OneCoin lawyer on trial for role in ‘crypto-scam’
05 Nov 2019

The trial of a US lawyer accused of laundering some of the proceeds from the OneCoin cryptocurrency “scam” has begun in New York.

Mark Scott is accused of routing approximately $400m (£310m) out of the US while trying to conceal the true ownership and source of the funds.

Some is alleged to have ended up in Bank of Ireland accounts.

Prosecutors claim he also spent some of the fraud’s proceeds on a yacht, three homes and a Ferrari car.

They add that while the accused had earned hundreds of thousands of dollars a year in his role as a partner at a top-ranked law firm, this was “a fraction of the money he was paid to launder OneCoin fraud scheme proceeds”.

A recent filing by his lawyers indicate that they expect the government will prove that money that originated with OneCoin was indeed invested in funds controlled by the defendant.

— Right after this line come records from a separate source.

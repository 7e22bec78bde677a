//! Adaptive Gauss–Kronrod integration with mandatory split points.
//!
//! The interval is first cut at every split point, so no discontinuity of the
//! integrand or its derivative falls inside a piece. Each piece is evaluated
//! with the 15-point Kronrod rule, and the difference to the embedded 7-point
//! Gauss rule serves as its error estimate. The piece with the largest error
//! is bisected until the total error is within tolerance or the subdivision
//! budget runs out.
//!
//! # Example
//!
//! ```
//! use labor_tax_core::calculations::quadrature::{QuadratureConfig, integrate};
//!
//! // |x - 1| has a kink at 1; passing it as a split point makes the rule exact.
//! let result = integrate(|x| (x - 1.0).abs(), 0.0, 3.0, &[1.0], &QuadratureConfig::default())
//!     .unwrap();
//!
//! assert!((result.value - 2.5).abs() < 1e-12);
//! ```

use serde::Serialize;
use thiserror::Error;
use tracing::debug;

/// Kronrod abscissae on `[-1, 1]`, positive half, descending.
/// Odd indices are the 7-point Gauss abscissae.
const XGK: [f64; 8] = [
    0.991_455_371_120_812_639_206_854_697_526_329,
    0.949_107_912_342_758_524_526_189_684_047_851,
    0.864_864_423_359_769_072_789_712_788_640_926,
    0.741_531_185_599_394_439_863_864_773_280_788,
    0.586_087_235_467_691_130_294_144_845_693_013,
    0.405_845_151_377_397_166_906_606_412_076_961,
    0.207_784_955_007_898_467_600_689_403_773_245,
    0.0,
];

const WGK: [f64; 8] = [
    0.022_935_322_010_529_224_963_732_008_058_970,
    0.063_092_092_629_978_553_290_700_663_189_204,
    0.104_790_010_322_250_183_839_876_322_541_518,
    0.140_653_259_715_525_918_745_189_590_510_238,
    0.169_004_726_639_267_902_826_583_426_598_550,
    0.190_350_578_064_785_409_913_256_402_421_014,
    0.204_432_940_075_298_892_414_161_999_234_649,
    0.209_482_141_084_727_828_012_999_174_891_714,
];

/// Gauss weights for `XGK[1]`, `XGK[3]`, `XGK[5]` and the centre.
const WG: [f64; 4] = [
    0.129_484_966_168_869_693_270_611_432_679_082,
    0.279_705_391_489_276_667_901_467_771_423_780,
    0.381_830_050_505_118_944_950_369_775_488_975,
    0.417_959_183_673_469_387_755_102_040_816_327,
];

/// Errors that can occur during integration.
#[derive(Debug, Error, PartialEq)]
pub enum QuadratureError {
    #[error("invalid integration interval [{lower}, {upper}]")]
    InvalidInterval { lower: f64, upper: f64 },

    #[error("absolute tolerance must be positive, got {0}")]
    InvalidAbsTolerance(f64),

    #[error("relative tolerance must be positive, got {0}")]
    InvalidRelTolerance(f64),

    #[error("subdivision budget must be at least one")]
    InvalidSubdivisionBudget,

    /// The integrand returned NaN or an infinity.
    #[error("integrand is not finite at x = {0}")]
    NonFiniteIntegrand(f64),

    /// The tolerance was not reached within the subdivision budget.
    #[error(
        "no convergence after {subdivisions} subdivisions: estimate {estimate}, error {error}"
    )]
    SubdivisionLimit {
        subdivisions: usize,
        estimate: f64,
        error: f64,
    },

    /// A piece became too narrow to bisect in floating point.
    #[error("round-off limits accuracy on [{lower}, {upper}]")]
    RoundOff { lower: f64, upper: f64 },
}

/// Tolerances and budget for [`integrate`].
#[derive(Debug, Clone, Copy, PartialEq, Serialize)]
pub struct QuadratureConfig {
    /// Absolute error target.
    pub abs_tolerance: f64,

    /// Error target relative to the magnitude of the result.
    pub rel_tolerance: f64,

    /// Maximum number of bisections across all pieces.
    pub max_subdivisions: usize,
}

impl Default for QuadratureConfig {
    fn default() -> Self {
        Self {
            abs_tolerance: 1e-10,
            rel_tolerance: 1e-9,
            max_subdivisions: 500,
        }
    }
}

impl QuadratureConfig {
    /// Validates the configuration values.
    pub fn validate(&self) -> Result<(), QuadratureError> {
        if self.abs_tolerance.is_nan() || self.abs_tolerance <= 0.0 {
            return Err(QuadratureError::InvalidAbsTolerance(self.abs_tolerance));
        }
        if self.rel_tolerance.is_nan() || self.rel_tolerance <= 0.0 {
            return Err(QuadratureError::InvalidRelTolerance(self.rel_tolerance));
        }
        if self.max_subdivisions == 0 {
            return Err(QuadratureError::InvalidSubdivisionBudget);
        }
        Ok(())
    }
}

/// Result of a converged integration.
#[derive(Debug, Clone, Copy, PartialEq, Serialize)]
pub struct Integral {
    pub value: f64,

    /// Estimated absolute error of `value`.
    pub error: f64,

    /// Number of pieces the interval was cut into by split points.
    pub initial_pieces: usize,

    /// Bisections performed after the initial cut.
    pub subdivisions: usize,
}

#[derive(Debug, Clone, Copy)]
struct Piece {
    lower: f64,
    upper: f64,
    value: f64,
    error: f64,
}

/// Integrates `f` over `[lower, upper]`, cutting at every split point.
///
/// Split points outside the open interval `(lower, upper)` are ignored, and
/// duplicates are merged.
///
/// # Errors
///
/// Returns [`QuadratureError`] if the interval or configuration is invalid,
/// the integrand is not finite, or the tolerance cannot be met.
pub fn integrate<F>(
    f: F,
    lower: f64,
    upper: f64,
    split_points: &[f64],
    config: &QuadratureConfig,
) -> Result<Integral, QuadratureError>
where
    F: Fn(f64) -> f64,
{
    config.validate()?;
    if !lower.is_finite() || !upper.is_finite() || lower > upper {
        return Err(QuadratureError::InvalidInterval { lower, upper });
    }
    if lower == upper {
        return Ok(Integral {
            value: 0.0,
            error: 0.0,
            initial_pieces: 0,
            subdivisions: 0,
        });
    }

    let cuts = cut_points(lower, upper, split_points);
    let mut pieces = cuts
        .windows(2)
        .map(|w| kronrod_piece(&f, w[0], w[1]))
        .collect::<Result<Vec<_>, _>>()?;
    let initial_pieces = pieces.len();

    let mut subdivisions = 0;
    loop {
        let value: f64 = pieces.iter().map(|p| p.value).sum();
        let error: f64 = pieces.iter().map(|p| p.error).sum();
        let target = config.abs_tolerance.max(config.rel_tolerance * value.abs());

        if error <= target {
            debug!(
                value,
                error,
                initial_pieces,
                subdivisions,
                "quadrature converged"
            );
            return Ok(Integral {
                value,
                error,
                initial_pieces,
                subdivisions,
            });
        }
        if subdivisions >= config.max_subdivisions {
            return Err(QuadratureError::SubdivisionLimit {
                subdivisions,
                estimate: value,
                error,
            });
        }

        let worst = pieces
            .iter()
            .enumerate()
            .max_by(|(_, a), (_, b)| a.error.total_cmp(&b.error))
            .map(|(i, _)| i)
            .unwrap_or(0);
        let piece = pieces.swap_remove(worst);
        let mid = 0.5 * (piece.lower + piece.upper);
        if mid <= piece.lower || mid >= piece.upper {
            return Err(QuadratureError::RoundOff {
                lower: piece.lower,
                upper: piece.upper,
            });
        }

        pieces.push(kronrod_piece(&f, piece.lower, mid)?);
        pieces.push(kronrod_piece(&f, mid, piece.upper)?);
        subdivisions += 1;
    }
}

/// Sorted, deduplicated cut points including both interval ends.
fn cut_points(
    lower: f64,
    upper: f64,
    split_points: &[f64],
) -> Vec<f64> {
    let mut cuts: Vec<f64> = split_points
        .iter()
        .copied()
        .filter(|&x| x > lower && x < upper)
        .collect();
    cuts.push(lower);
    cuts.push(upper);
    cuts.sort_by(f64::total_cmp);
    cuts.dedup();
    cuts
}

/// Applies the 15-point Kronrod rule and the embedded 7-point Gauss rule.
fn kronrod_piece<F>(
    f: &F,
    lower: f64,
    upper: f64,
) -> Result<Piece, QuadratureError>
where
    F: Fn(f64) -> f64,
{
    let centre = 0.5 * (lower + upper);
    let half = 0.5 * (upper - lower);

    let eval = |x: f64| {
        let y = f(x);
        if y.is_finite() {
            Ok(y)
        } else {
            Err(QuadratureError::NonFiniteIntegrand(x))
        }
    };

    let f_centre = eval(centre)?;
    let mut kronrod = f_centre * WGK[7];
    let mut gauss = f_centre * WG[3];

    for (j, (&x, &w)) in XGK.iter().zip(&WGK).take(7).enumerate() {
        let offset = half * x;
        let pair = eval(centre - offset)? + eval(centre + offset)?;
        kronrod += w * pair;
        if j % 2 == 1 {
            gauss += WG[j / 2] * pair;
        }
    }

    Ok(Piece {
        lower,
        upper,
        value: kronrod * half,
        error: ((kronrod - gauss) * half).abs(),
    })
}
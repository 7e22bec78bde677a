//! Numeric evaluation of tax schedules.
//!
//! This module provides the pure functions used to compare tax proposals:
//! tax owed and marginal rate at a labor cost, and aggregate revenue over a
//! wage distribution.

pub mod common;
pub mod density;
pub mod evaluator;
pub mod quadrature;
pub mod revenue;

pub use density::WageDensity;
pub use evaluator::{marginal_rate, tax};
pub use quadrature::{Integral, QuadratureConfig, QuadratureError, integrate};
pub use revenue::{RevenueError, RevenueEstimate, RevenueEstimator};
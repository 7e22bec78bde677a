pub mod calculations;
pub mod models;

pub use calculations::{
    Integral, QuadratureConfig, QuadratureError, RevenueError, RevenueEstimate,
    RevenueEstimator, WageDensity, marginal_rate, tax,
};
pub use models::*;
mod bracket_schedule;
mod labor_cost;
mod wage_table;

pub use bracket_schedule::{Bracket, BracketSchedule, ScheduleError};
pub use labor_cost::LaborCostTransform;
pub use wage_table::{WageBin, WageTable, WageTableError};
//! Economic constants the proposals and the wage density are built from.
//!
//! Amounts are monthly, in Czech crowns.

/// Current average gross monthly wage.
pub const AVERAGE_GROSS_WAGE: f64 = 28_232.0;

/// Average gross wage in the year the wage table was sampled.
pub const REFERENCE_AVERAGE_GROSS_WAGE: f64 = 27_002.0;

/// Monthly basic taxpayer credit.
pub const TAXPAYER_CREDIT: f64 = 2_070.0;

/// Number of employees the density is scaled to.
pub const POPULATION: f64 = 2_900_000.0;

/// Labor cost per crown of gross wage under current levies.
pub const COST_MULTIPLIER: f64 = 1.34;

/// Labor cost per crown of gross wage with a 2 pp lower employer levy.
pub const REDUCED_COST_MULTIPLIER: f64 = 1.32;

/// Labor cost per crown of gross wage above the social levy cap.
pub const EXCESS_COST_MULTIPLIER: f64 = 1.09;

/// Social levy cap in multiples of the average gross wage.
pub const CAP_MULTIPLE: f64 = 4.0;

/// Social and health levies on gross wage below the cap.
pub const SOCIAL_AND_HEALTH_LEVY: f64 = 0.45;

/// Social and health levies with the reduced employer levy.
pub const REDUCED_SOCIAL_AND_HEALTH_LEVY: f64 = 0.43;

/// Health levy on gross wage above the cap.
pub const HEALTH_LEVY: f64 = 0.135;

/// Remaining levies on gross wage above the cap.
pub const RESIDUAL_LEVY: f64 = 0.07;

/// Gross-wage edges of the wage table.
pub const WAGE_TABLE_EDGES: [f64; 19] = [
    0.0, 10_000.0, 12_000.0, 14_000.0, 16_000.0, 18_000.0, 20_000.0, 22_000.0, 24_000.0,
    26_000.0, 28_000.0, 30_000.0, 32_000.0, 36_000.0, 40_000.0, 50_000.0, 60_000.0, 80_000.0,
    600_000.0,
];

/// Share of employees in each wage table bin, in percent.
pub const WAGE_TABLE_FREQUENCIES: [f64; 18] = [
    3.7, 5.6, 6.1, 6.8, 7.5, 7.9, 7.9, 8.1, 7.7, 6.5, 5.5, 4.4, 6.3, 4.1, 5.6, 2.3, 2.0, 1.9,
];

But they point to the fact that Mr Scott previously told the FBI that that he had asked a colleague to look into rumours that OneCoin might be a “pyramid scheme” before getting involved, and had been reassured “there was nothing illegal going on”.

“The central issue at trial will be whether or not Mr Scott knew OneCoin was operating a criminal scheme,” they add.

Mr Scott faces one charge of conspiracy to commit money laundering and another to commit bank fraud.

He has pleaded not guilty.

The judge in the case has said it is likely to last between two to three weeks.

US-based investors claiming to have been defrauded by the scheme are also attempting to sue Mr Scott for recompense in a related case.

‘Get rich’

In total, investigators believe as much as £4bn sterling has been raised globally via what is said to have amounted to a Ponzi scheme, with investors based in Uganda, China and the UK, among other countries.

“OneCoin used the success story of Bitcoin to induce victims to invest under the guise that they, too, could get rich through their investments,” New York state attorneys say in one filing.

“This was, of course, completely false because the price of OneCoin was a fiction and not based on supply and demand.”

Among the evidence the prosecutors intend to present is testimony from one investor who they say wired thousands of dollars for a OneCoin package to a German entity, which in turn sent millions of euros directly to the defendant’s investment funds.